N67 14 Jun 2023 21:51

gearshifting problem on xt600e
 
hi everybody

bike is 2002 model, used to run without big issues during the years.
mileage is over 160k kms.

problems started couple weeks ago, pretty sharp and out of nowhere
during the day-long road ride - suddenly felt bit weird and weak
feedback from gearshift pedal.
during / after stopping discovered that switching into gears became
tricky - mostly, in these cases: N > 1, N > 2, 1 <> 2 and 4 > 5.

"tricky" means that sometimes gear changing was not happening at all
and i had to roll the bike a bit, or turn off the engine and then attempt
to change gears. also, sometimes after shifting it would shift back (by
itself!) in previous gear pretty soon.
occasional false neutrals also used to happen.

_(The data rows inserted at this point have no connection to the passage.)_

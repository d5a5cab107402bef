//! Built-in extension plugins.
//!
//! Each plugin handles one extension name. [`register_builtin`] installs
//! all of them on a loader; any of them may be unregistered or replaced.

use std::sync::Arc;

use serde::de::DeserializeOwned;
use serde_json::Value;

use super::{document::Extensions, GltfLoader, GltfLoaderError, GltfPlugin};

pub mod draco;
pub mod instancing;
pub mod lights;
pub mod materials;
pub mod meshopt;
pub mod mtoon;
pub mod texture_source;
pub mod texture_transform;
pub mod unlit;

pub const KHR_MATERIALS_UNLIT: &str = "KHR_materials_unlit";
pub const KHR_MATERIALS_CLEARCOAT: &str = "KHR_materials_clearcoat";
pub const KHR_MATERIALS_SHEEN: &str = "KHR_materials_sheen";
pub const KHR_MATERIALS_TRANSMISSION: &str = "KHR_materials_transmission";
pub const KHR_MATERIALS_VOLUME: &str = "KHR_materials_volume";
pub const KHR_MATERIALS_IOR: &str = "KHR_materials_ior";
pub const KHR_MATERIALS_SPECULAR: &str = "KHR_materials_specular";
pub const KHR_MATERIALS_ANISOTROPY: &str = "KHR_materials_anisotropy";
pub const KHR_MATERIALS_IRIDESCENCE: &str = "KHR_materials_iridescence";
pub const KHR_MATERIALS_DISPERSION: &str = "KHR_materials_dispersion";
pub const KHR_MATERIALS_EMISSIVE_STRENGTH: &str = "KHR_materials_emissive_strength";
pub const EXT_MATERIALS_BUMP: &str = "EXT_materials_bump";
pub const VRMC_MATERIALS_MTOON: &str = "VRMC_materials_mtoon";
pub const KHR_TEXTURE_TRANSFORM: &str = "KHR_texture_transform";
pub const KHR_TEXTURE_BASISU: &str = "KHR_texture_basisu";
pub const EXT_TEXTURE_WEBP: &str = "EXT_texture_webp";
pub const EXT_TEXTURE_AVIF: &str = "EXT_texture_avif";
pub const KHR_LIGHTS_PUNCTUAL: &str = "KHR_lights_punctual";
pub const EXT_MESH_GPU_INSTANCING: &str = "EXT_mesh_gpu_instancing";
pub const EXT_MESHOPT_COMPRESSION: &str = "EXT_meshopt_compression";
pub const KHR_DRACO_MESH_COMPRESSION: &str = "KHR_draco_mesh_compression";
pub const KHR_MESH_QUANTIZATION: &str = "KHR_mesh_quantization";

/// Deserializes the payload of extension `name`, if present.
pub fn extension_data<T: DeserializeOwned>(
    extensions: &Extensions,
    name: &str,
) -> Result<Option<T>, GltfLoaderError> {
    extensions
        .get(name)
        .map(|value| parse_extension_value(name, value))
        .transpose()
}

pub fn parse_extension_value<T: DeserializeOwned>(
    name: &str,
    value: &Value,
) -> Result<T, GltfLoaderError> {
    T::deserialize(value).map_err(|_| GltfLoaderError::BadExtensionData(name.to_string()))
}

/// An extension whose data is read elsewhere. Registering it marks the
/// extension as supported.
pub struct Recognized(pub &'static str);

impl GltfPlugin for Recognized {
    fn name(&self) -> &str {
        self.0
    }
}

/// Installs every built-in plugin. Kind selection stops at the first
/// plugin that answers, so the toon model wins over unlit and both win
/// over the physical extensions.
pub fn register_builtin(loader: GltfLoader) -> GltfLoader {
    let mut loader = loader
        .register(VRMC_MATERIALS_MTOON, |_| Arc::new(mtoon::MToonPlugin))
        .register(KHR_MATERIALS_UNLIT, |params| {
            Arc::new(unlit::UnlitPlugin {
                disabled: params.disable_unlit,
            })
        });
    for extension in materials::PhysicalExtension::ALL {
        loader = loader.register(extension.name(), move |_| {
            Arc::new(materials::PhysicalMaterialPlugin(extension))
        });
    }
    loader
        .register(EXT_TEXTURE_WEBP, |_| {
            Arc::new(texture_source::TextureSourcePlugin::new(
                EXT_TEXTURE_WEBP,
                "image/webp",
            ))
        })
        .register(EXT_TEXTURE_AVIF, |_| {
            Arc::new(texture_source::TextureSourcePlugin::new(
                EXT_TEXTURE_AVIF,
                "image/avif",
            ))
        })
        .register(KHR_TEXTURE_BASISU, |_| {
            Arc::new(texture_source::TextureSourcePlugin::new(
                KHR_TEXTURE_BASISU,
                "image/ktx2",
            ))
        })
        .register(KHR_LIGHTS_PUNCTUAL, |_| {
            Arc::new(lights::LightsPunctualPlugin::default())
        })
        .register(EXT_MESHOPT_COMPRESSION, |_| {
            Arc::new(meshopt::MeshoptPlugin::new(None))
        })
        .register(EXT_MESH_GPU_INSTANCING, |_| {
            Arc::new(instancing::GpuInstancingPlugin)
        })
        .register(KHR_DRACO_MESH_COMPRESSION, |_| {
            Arc::new(draco::DracoPlugin::new(None))
        })
        .register(KHR_TEXTURE_TRANSFORM, |_| {
            Arc::new(Recognized(KHR_TEXTURE_TRANSFORM))
        })
        .register(KHR_MESH_QUANTIZATION, |_| {
            Arc::new(Recognized(KHR_MESH_QUANTIZATION))
        })
}

#[cfg(test)]
mod test {
    use crate::loader::AssetLoadParams;

    use super::super::GltfLoader;

    #[test]
    fn test_builtin_order() {
        let loader = GltfLoader::new(AssetLoadParams::default());
        let names: Vec<&str> = loader.plugin_names().collect();
        assert_eq!(names[0], "VRMC_materials_mtoon");
        assert_eq!(names[1], "KHR_materials_unlit");
        assert!(names.contains(&"KHR_materials_clearcoat"));
        assert!(names.contains(&"KHR_draco_mesh_compression"));
        assert_eq!(names.last(), Some(&"KHR_mesh_quantization"));

        let loader = loader.unregister("KHR_materials_unlit");
        assert!(!loader.plugin_names().any(|name| name == "KHR_materials_unlit"));
    }
}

some further ride showed that this problems used to happen roughly in
the half of the shifting attempts in the above listed cases, while
2<>3<>4 cases were mostly ok, which let me get back to my place.
some other attempts on next days showed that switching was happening
much better when engine was still cold.

before removing clutch cover, was hoping for some wear on the starry
end of selector drum or on the ratcheting mechanism of shift shaft.
but no.
no evident signs of wear.
following 0,04K videos show how the selector drum gets stuck somewhere
between the positions and failing to properly engage gears.






what happens when selector is stuck? no change unless some input from
rear wheel or engine.

as a last hope, fitted another stopper lever with much bigger roller
(spare from other model), but still no success.

https://i.ibb.co/fNKbfpj/IMG00209.jpg


seems i'm facing some major problem with unknown extent, involving
splitting the case and then who knows..

are there any clues what to expect? or what might be the reason?

turboguzzi 22 Jun 2023 23:06

do you have a magnetic oil drain plug? could be interesting to see if you have abnormal debris on it


if not, drain the oil into a really clean container and drag a magnet in it.


try refilling it with th ebest synthetic you can get and see if it makes a difference...



have you dropped the bike on the left side? sometimes it can bend the shift shaft a bit and add friction.


want to assumes that clutch disengages properly.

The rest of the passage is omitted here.